🔪THIRTY EIGHT.

108 47 124
                                    

Pagi yang indah, matanya terbuka dan berusaha untuk menyesuaikan cahaya yang masuk.

Arcy membuka matanya dan melihat seseorang sedang berjalan menghampiri degan senyuman.

"Mom?" gumamnya, mengerjapkan mata beberapa kali untuk membuktikan bahwa apa yang dilihatnya adalah nyata.

Namun semua terasa... nyata

Resse duduk di ranjang Arcy dan menatap putranya itu dengan senyum cantik. "Kau tidak perlu merasa bersalah atas apa yang sudah terjadi, Arcy."

Mendengar itu, Arcy langsung tertuju pada satu peristiwa. Kepergian adiknya. "Itu salahku, mom. Aku gagal menjaganya."
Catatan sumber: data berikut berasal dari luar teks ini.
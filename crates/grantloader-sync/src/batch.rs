//! Per-run mutable state: dedup cache, watermark tracker and statistics.
//!
//! A [`BatchContext`] is created at the start of every reconciliation run and dropped at
//! the end, so nothing leaks between runs and concurrent runs never share state.

use std::collections::{HashMap, HashSet};
use std::fmt::Write as _;

use chrono::{DateTime, Utc};
use grantloader_core::{parse_timestamp, EntityKind, RepoId, TimestampError};
use serde::Serialize;

use crate::SyncMode;

/// Natural key → repository id, for funders and persons resolved during this run.
#[derive(Debug, Default)]
pub struct DedupCache {
    funders: HashMap<String, RepoId>,
    persons: HashMap<String, RepoId>,
    skipped_persons: HashSet<String>,
}

impl DedupCache {
    pub fn funder(&self, key: &str) -> Option<&RepoId> {
        self.funders.get(key)
    }

    pub fn remember_funder(&mut self, key: impl Into<String>, id: RepoId) {
        self.funders.insert(key.into(), id);
    }

    pub fn person(&self, key: &str) -> Option<&RepoId> {
        self.persons.get(key)
    }

    pub fn remember_person(&mut self, key: impl Into<String>, id: RepoId) {
        self.persons.insert(key.into(), id);
    }

    /// Persons not found in an update-only run; they are not looked up again.
    pub fn mark_person_skipped(&mut self, key: impl Into<String>) {
        self.skipped_persons.insert(key.into());
    }

    pub fn is_person_skipped(&self, key: &str) -> bool {
        self.skipped_persons.contains(key)
    }

}

/// Latest last-updated timestamp seen in the batch, ordered by instant.
#[derive(Debug, Clone, Default)]
pub struct Watermark {
    latest: Option<(DateTime<Utc>, String)>,
}

impl Watermark {
    pub fn observe(&mut self, raw: &str) -> Result<(), TimestampError> {
        let instant = parse_timestamp(raw)?;
        match &self.latest {
            Some((current, _)) if *current >= instant => {}
            _ => self.latest = Some((instant, raw.trim().to_string())),
        }
        Ok(())
    }

    /// The original text of the latest timestamp, suitable as the next start bound.
    pub fn value(&self) -> Option<&str> {
        self.latest.as_ref().map(|(_, raw)| raw.as_str())
    }

    pub fn instant(&self) -> Option<DateTime<Utc>> {
        self.latest.as_ref().map(|(instant, _)| *instant)
    }
}

/// What reconciliation did with one entity.
#[derive(Debug, Clone, Copy, PartialEq, Eq, Serialize)]
#[serde(rename_all = "lowercase")]
pub enum Outcome {
    Created,
    Updated,
    /// Stored entity already matched the source; nothing written.
    Unchanged,
    /// No stored match in an update-only run; nothing written.
    Skipped,
}

#[derive(Debug, Clone, Copy, Default, PartialEq, Eq, Serialize)]
pub struct EntityCounts {
    pub created: usize,
    pub updated: usize,
    pub unchanged: usize,
    pub skipped: usize,
}

impl EntityCounts {
    fn record(&mut self, outcome: Outcome) {
        match outcome {
            Outcome::Created => self.created += 1,
            Outcome::Updated => self.updated += 1,
            Outcome::Unchanged => self.unchanged += 1,
            Outcome::Skipped => self.skipped += 1,
        }
    }

    pub fn writes(&self) -> usize {
        self.created + self.updated
    }
}

#[derive(Debug, Clone, Default, PartialEq, Eq, Serialize)]
pub struct Statistics {
    pub records_processed: usize,
    pub grants_processed: usize,
    pub grants: EntityCounts,
    pub persons: EntityCounts,
    pub funders: EntityCounts,
    pub pi_assignments: usize,
    pub co_pi_assignments: usize,
    pub latest_update: Option<String>,
}

impl Statistics {
    pub fn record(&mut self, kind: EntityKind, outcome: Outcome) {
        match kind {
            EntityKind::Grant => self.grants.record(outcome),
            EntityKind::Person => self.persons.record(outcome),
            EntityKind::Funder => self.funders.record(outcome),
        }
    }

    pub fn total_writes(&self) -> usize {
        self.grants.writes() + self.persons.writes() + self.funders.writes()
    }

    /// Fixed-format, human-readable batch report.
    pub fn report(&self, mode: SyncMode) -> String {
        let latest = self.latest_update.as_deref().unwrap_or("(none)");
        let mut out = String::new();
        match mode {
            SyncMode::Grant | SyncMode::ExistingGrant => {
                let _ = writeln!(
                    out,
                    "{} grant records processed; the most recent update in this batch has timestamp {}",
                    self.records_processed, latest
                );
                let _ = writeln!(
                    out,
                    "{} PIs and {} Co-PIs were processed on {} grants",
                    self.pi_assignments, self.co_pi_assignments, self.grants_processed
                );
                let _ = writeln!(
                    out,
                    "{} Grants were created; {} Grants were updated",
                    self.grants.created, self.grants.updated
                );
                let _ = writeln!(
                    out,
                    "{} Persons were created; {} Persons were updated",
                    self.persons.created, self.persons.updated
                );
                let _ = writeln!(
                    out,
                    "{} Funders were created; {} Funders were updated",
                    self.funders.created, self.funders.updated
                );
            }
            SyncMode::User | SyncMode::ExistingUser => {
                let _ = writeln!(
                    out,
                    "{} user records processed; the most recent update in this batch has timestamp {}",
                    self.records_processed, latest
                );
                let _ = writeln!(
                    out,
                    "{} Persons were created; {} Persons were updated",
                    self.persons.created, self.persons.updated
                );
            }
            SyncMode::Funder => {
                let _ = writeln!(out, "{} funder records processed", self.records_processed);
                let _ = writeln!(
                    out,
                    "{} Funders were created; {} Funders were updated",
                    self.funders.created, self.funders.updated
                );
            }
        }
        out
    }
}

/// All mutable state owned by one reconciliation run.
#[derive(Debug, Default)]
pub struct BatchContext {
    pub cache: DedupCache,
    pub watermark: Watermark,
    pub stats: Statistics,
}

impl BatchContext {
    pub fn new() -> Self {
        Self::default()
    }
}

#[cfg(test)]
mod tests {
    use super::*;

    #[test]
    fn watermark_keeps_latest_instant_regardless_of_order() {
        let stamps = [
            "2018-03-01 12:00:00.0",
            "04/15/2018",
            "2018-04-14 23:59:59.9",
            "01/01/2018",
        ];
        let mut forward = Watermark::default();
        let mut backward = Watermark::default();
        for s in stamps {
            forward.observe(s).unwrap();
        }
        for s in stamps.iter().rev() {
            backward.observe(s).unwrap();
        }
        assert_eq!(forward.value(), Some("04/15/2018"));
        assert_eq!(backward.value(), Some("04/15/2018"));
    }

    #[test]
    fn first_timestamp_always_wins_an_empty_watermark() {
        let mut watermark = Watermark::default();
        assert_eq!(watermark.value(), None);
        watermark.observe(" 1999-12-31 00:00:00.0 ").unwrap();
        assert_eq!(watermark.value(), Some("1999-12-31 00:00:00.0"));
    }

    #[test]
    fn malformed_timestamp_leaves_watermark_untouched() {
        let mut watermark = Watermark::default();
        watermark.observe("01/01/2018").unwrap();
        assert!(watermark.observe("2018/13/45").is_err());
        assert_eq!(watermark.value(), Some("01/01/2018"));
    }

    #[test]
    fn dedup_cache_keeps_funders_and_persons_apart() {
        let mut cache = DedupCache::default();
        cache.remember_funder("300484", RepoId::new("f1"));
        cache.remember_person("jhu.edu:employeeid:1", RepoId::new("p1"));
        cache.mark_person_skipped("jhu.edu:employeeid:2");

        assert_eq!(cache.funder("300484"), Some(&RepoId::new("f1")));
        assert_eq!(cache.person("300484"), None);
        assert_eq!(cache.person("jhu.edu:employeeid:1"), Some(&RepoId::new("p1")));
        assert!(cache.is_person_skipped("jhu.edu:employeeid:2"));
        assert!(!cache.is_person_skipped("jhu.edu:employeeid:1"));
    }

    #[test]
    fn grant_report_has_fixed_layout() {
        let mut stats = Statistics {
            records_processed: 20,
            grants_processed: 10,
            pi_assignments: 5,
            co_pi_assignments: 5,
            latest_update: Some("2018-01-10 00:00:00.0".into()),
            ..Default::default()
        };
        for _ in 0..10 {
            stats.record(EntityKind::Grant, Outcome::Created);
        }
        stats.record(EntityKind::Funder, Outcome::Updated);
        stats.record(EntityKind::Funder, Outcome::Unchanged);

        let report = stats.report(SyncMode::Grant);
        let lines: Vec<&str> = report.lines().collect();
        assert_eq!(
            lines,
            vec![
                "20 grant records processed; the most recent update in this batch has timestamp 2018-01-10 00:00:00.0",
                "5 PIs and 5 Co-PIs were processed on 10 grants",
                "10 Grants were created; 0 Grants were updated",
                "0 Persons were created; 0 Persons were updated",
                "0 Funders were created; 1 Funders were updated",
            ]
        );
        assert_eq!(stats.total_writes(), 11);
    }

    #[test]
    fn user_report_without_timestamp_says_none() {
        let stats = Statistics {
            records_processed: 3,
            ..Default::default()
        };
        assert!(stats
            .report(SyncMode::ExistingUser)
            .starts_with("3 user records processed; the most recent update in this batch has timestamp (none)"));
    }
}
/// Every field participates.
#[derive(Debug, Default, Clone, Copy)]
pub struct StrictPolicy;

impl MergePolicy for StrictPolicy {
    fn name(&self) -> &'static str {
        "strict"
    }

    fn is_authoritative(&self, _field: SourceField) -> bool {
        true
    }
}

/// Fields the source cannot supply are left out of equality and merge entirely.
#[derive(Debug, Default, Clone)]
pub struct PartialPolicy {
    unsupplied: HashSet<SourceField>,
}

impl PartialPolicy {
    pub fn new(unsupplied: impl IntoIterator<Item = SourceField>) -> Self {
        Self {
            unsupplied: unsupplied.into_iter().collect(),
        }
    }

    /// Funder feed carrying only keys and policies.
    pub fn policy_only_funders() -> Self {
        Self::new([SourceField::FunderName])
    }

    pub fn spreadsheet() -> Self {
        Self::new([
            SourceField::PersonMiddleName,
            SourceField::GrantAwardStatus,
            SourceField::FunderPolicy,
        ])
    }
}

impl MergePolicy for PartialPolicy {
    fn name(&self) -> &'static str {
        "partial"
    }

    fn is_authoritative(&self, field: SourceField) -> bool {
        !self.unsupplied.contains(&field)
    }
}

pub fn policy_for(profile: SourceProfile, mode: SyncMode) -> Box<dyn MergePolicy> {
    match (mode, profile) {
        (SyncMode::Funder, _) => Box::new(PartialPolicy::policy_only_funders()),
        (_, SourceProfile::Coeus) => Box::new(StrictPolicy),
        (_, SourceProfile::Spreadsheet) => Box::new(PartialPolicy::spreadsheet()),
    }
}

#[cfg(test)]
mod tests {
    use super::*;
    use chrono::{TimeZone, Utc};
    use grantloader_core::{AwardStatus, PersonRole};

    fn id(s: &str) -> RepoId {
        RepoId::new(s)
    }

    fn stored_funder() -> Funder {
        Funder {
            id: Some(id("f1")),
            local_key: Some("jhu.edu:funder:300484".into()),
            name: Some("National Eye Institute".into()),
            policy: Some(id("policy-nih")),
        }
    }

    fn stored_person() -> Person {
        Person {
            id: Some(id("p1")),
            first_name: Some("Ada".into()),
            middle_name: None,
            last_name: Some("Lovelace".into()),
            display_name: Some("Countess Lovelace".into()),
            email: Some("ada@old.example.edu".into()),
            locator_ids: vec!["jhu.edu:employeeid:1".into(), "jhu.edu:eppn:alovela1".into()],
            roles: [PersonRole::Submitter].into_iter().collect(),
        }
    }

    fn stored_grant() -> Grant {
        Grant {
            id: Some(id("g1")),
            local_key: Some("jhu.edu:grant:130823".into()),
            award_number: Some("R01MH104125".into()),
            award_status: AwardStatus::Active,
            project_name: Some("Working Memory".into()),
            award_date: Some(Utc.with_ymd_and_hms(2018, 5, 20, 0, 0, 0).unwrap()),
            start_date: None,
            end_date: None,
            direct_funder: Some(id("f1")),
            primary_funder: Some(id("f2")),
            pi: Some(id("p1")),
            co_pis: vec![id("p2"), id("p3")],
        }
    }

    fn assert_symmetric<T: Clone + PartialEq + std::fmt::Debug>(
        equals: impl Fn(&T, &T) -> bool,
        merge: impl Fn(&T, &mut T),
        source: &T,
        stored: &T,
    ) {
        if equals(source, stored) {
            let mut merged = stored.clone();
            merge(source, &mut merged);
            assert_eq!(&merged, stored, "equal entities must merge to a no-op");
        }
    }

    #[test]
    fn funder_absent_name_and_policy_are_tolerated() {
        let source = Funder {
            id: None,
            local_key: Some("jhu.edu:funder:300484".into()),
            name: None,
            policy: None,
        };
        assert!(StrictPolicy.funder_equals(&source, &stored_funder()));

        let renamed = Funder {
            name: Some("NEI".into()),
            ..source.clone()
        };
        assert!(!StrictPolicy.funder_equals(&renamed, &stored_funder()));
        let mut merged = stored_funder();
        StrictPolicy.merge_funder(&renamed, &mut merged);
        assert_eq!(merged.name.as_deref(), Some("NEI"));
        assert_eq!(merged.policy, Some(id("policy-nih")));
    }

    #[test]
    fn policy_only_feed_ignores_funder_names() {
        let policy = PartialPolicy::policy_only_funders();
        let source = Funder {
            id: None,
            local_key: Some("jhu.edu:funder:300484".into()),
            name: Some("Some Other Name".into()),
            policy: Some(id("policy-nih")),
        };
        assert!(policy.funder_equals(&source, &stored_funder()));
        assert!(!StrictPolicy.funder_equals(&source, &stored_funder()));

        let new_policy = Funder {
            policy: Some(id("policy-doe")),
            ..source
        };
        let mut merged = stored_funder();
        policy.merge_funder(&new_policy, &mut merged);
        assert_eq!(merged.name.as_deref(), Some("National Eye Institute"));
        assert_eq!(merged.policy, Some(id("policy-doe")));
    }

    #[test]
    fn person_names_are_strict_but_email_only_fills_gaps() {
        let mut source = stored_person();
        source.id = None;
        source.email = Some("ada@new.example.edu".into());
        source.display_name = Some("Ada Lovelace".into());
        assert!(StrictPolicy.person_equals(&source, &stored_person()));

        source.middle_name = Some("K".into());
        assert!(!StrictPolicy.person_equals(&source, &stored_person()));
        assert!(PartialPolicy::spreadsheet().person_equals(&source, &stored_person()));

        let mut merged = stored_person();
        StrictPolicy.merge_person(&source, &mut merged);
        assert_eq!(merged.middle_name.as_deref(), Some("K"));
        assert_eq!(merged.email.as_deref(), Some("ada@old.example.edu"));
        assert_eq!(merged.display_name.as_deref(), Some("Countess Lovelace"));
    }

    #[test]
    fn person_locator_ids_grow_by_union_in_priority_order() {
        let source = Person {
            locator_ids: vec!["jhu.edu:employeeid:1".into(), "jhu.edu:unique-id:QX1".into()],
            roles: [PersonRole::Submitter].into_iter().collect(),
            ..stored_person()
        };
        assert!(!StrictPolicy.person_equals(&source, &stored_person()));

        let mut merged = stored_person();
        StrictPolicy.merge_person(&source, &mut merged);
        assert_eq!(
            merged.locator_ids,
            vec![
                "jhu.edu:employeeid:1".to_string(),
                "jhu.edu:eppn:alovela1".to_string(),
                "jhu.edu:unique-id:QX1".to_string(),
            ]
        );
        assert!(StrictPolicy.person_equals(&source, &merged));
    }

    #[test]
    fn missing_submitter_role_forces_update() {
        let mut stored = stored_person();
        stored.roles.clear();
        let source = Person {
            id: None,
            ..stored_person()
        };
        assert!(!StrictPolicy.person_equals(&source, &stored));
        StrictPolicy.merge_person(&source, &mut stored);
        assert!(stored.roles.contains(&PersonRole::Submitter));
    }

    #[test]
    fn grant_co_pis_are_replaced_and_compared_as_sets() {
        let mut source = stored_grant();
        source.id = None;
        source.co_pis = vec![id("p3"), id("p2")];
        assert!(StrictPolicy.grant_equals(&source, &stored_grant()));

        source.co_pis = vec![id("p4")];
        assert!(!StrictPolicy.grant_equals(&source, &stored_grant()));
        let mut merged = stored_grant();
        StrictPolicy.merge_grant(&source, &mut merged);
        assert_eq!(merged.co_pis, vec![id("p4")]);
    }

    #[test]
    fn grant_unknown_status_and_absent_dates_keep_stored_values() {
        let mut source = stored_grant();
        source.id = None;
        source.award_status = AwardStatus::Unknown;
        source.award_date = None;
        source.project_name = None;
        assert!(StrictPolicy.grant_equals(&source, &stored_grant()));

        source.award_number = None;
        assert!(!StrictPolicy.grant_equals(&source, &stored_grant()));
        let mut merged = stored_grant();
        StrictPolicy.merge_grant(&source, &mut merged);
        assert_eq!(merged.award_number, None);
        assert_eq!(merged.award_status, AwardStatus::Active);
        assert_eq!(merged.project_name.as_deref(), Some("Working Memory"));
    }

    #[test]
    fn stored_pi_never_lands_in_co_pis_after_merge() {
        let mut source = stored_grant();
        source.id = None;
        source.pi = None;
        source.co_pis = vec![id("p1"), id("p2")];

        let mut merged = stored_grant();
        StrictPolicy.merge_grant(&source, &mut merged);
        assert_eq!(merged.pi, Some(id("p1")));
        assert_eq!(merged.co_pis, vec![id("p2")]);
        assert!(StrictPolicy.grant_equals(&source, &merged));
    }

    #[test]
    fn equality_implies_merge_is_a_no_op() {
        let policies: Vec<Box<dyn MergePolicy>> = vec![
            Box::new(StrictPolicy),
            Box::new(PartialPolicy::spreadsheet()),
            Box::new(PartialPolicy::policy_only_funders()),
        ];
        let mut grant_variant = stored_grant();
        grant_variant.id = None;
        grant_variant.start_date = None;
        grant_variant.co_pis = vec![id("p2"), id("p3"), id("p1")];
        let person_variant = Person {
            id: None,
            email: None,
            display_name: Some("anything".into()),
            ..stored_person()
        };
        let funder_variant = Funder {
            id: None,
            name: None,
            ..stored_funder()
        };

        for policy in &policies {
            assert_symmetric(
                |a, b| policy.grant_equals(a, b),
                |a, b| policy.merge_grant(a, b),
                &grant_variant,
                &stored_grant(),
            );
            assert_symmetric(
                |a, b| policy.person_equals(a, b),
                |a, b| policy.merge_person(a, b),
                &person_variant,
                &stored_person(),
            );
            assert_symmetric(
                |a, b| policy.funder_equals(a, b),
                |a, b| policy.merge_funder(a, b),
                &funder_variant,
                &stored_funder(),
            );
        }
    }

    #[test]
    fn profiles_select_policies() {
        assert_eq!(policy_for(SourceProfile::Coeus, SyncMode::Grant).name(), "strict");
        assert_eq!(
            policy_for(SourceProfile::Spreadsheet, SyncMode::User).name(),
            "partial"
        );
        assert_eq!(policy_for(SourceProfile::Coeus, SyncMode::Funder).name(), "partial");
    }
}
Resse menggeleng pelan dan mengelus lembut pipi Arcy. "Yang terjadi pada El bukan salahmu, Arcy. Kau sudah menjaganya dengan baik."

Arcy menatap Resse dengan mata berkaca-kaca. "Mom dan dad pasti kecewa padaku, kan? Kalian marah, mom tidak perlu menutupinya. Aku akan terima jika kalian kecewa dan marah terhadapku."

Resse mencubit pelan pipi Arcy. "Tidak, Sayang. Mom tidak kecewa denganmu apalagi marah, begitu juga dengan dad. Justru dad bangga padamu, Arcy. Tapi mom kecewa melihatmu selalu menyalah diri sendiri."

"El pergi, itu karena aku ti–" Ucapan Arcy terpotong, karena Resse menaruh jari telunjuknya di bibir Arcy.

"Bukan salahmu, Sayang." Resee berdiri dan menjauhkan diri dari Arcy, dia tersenyum manis pada putra itu. "Dan adikmu tidak pergi."

Arcy mengerutkan kening, namun belum sempat dia bertanya Resse sudah menghilang bersamaan dengan cahaya yang menerobos masuk ke penglihatannya.

Arcy membuka mata dengan tenang, seolah dia tidak merasa tadi adalah sebuah mimpi. Beberapa detik kemudian dia langsung bangun dan mengusap wajahnya kasar.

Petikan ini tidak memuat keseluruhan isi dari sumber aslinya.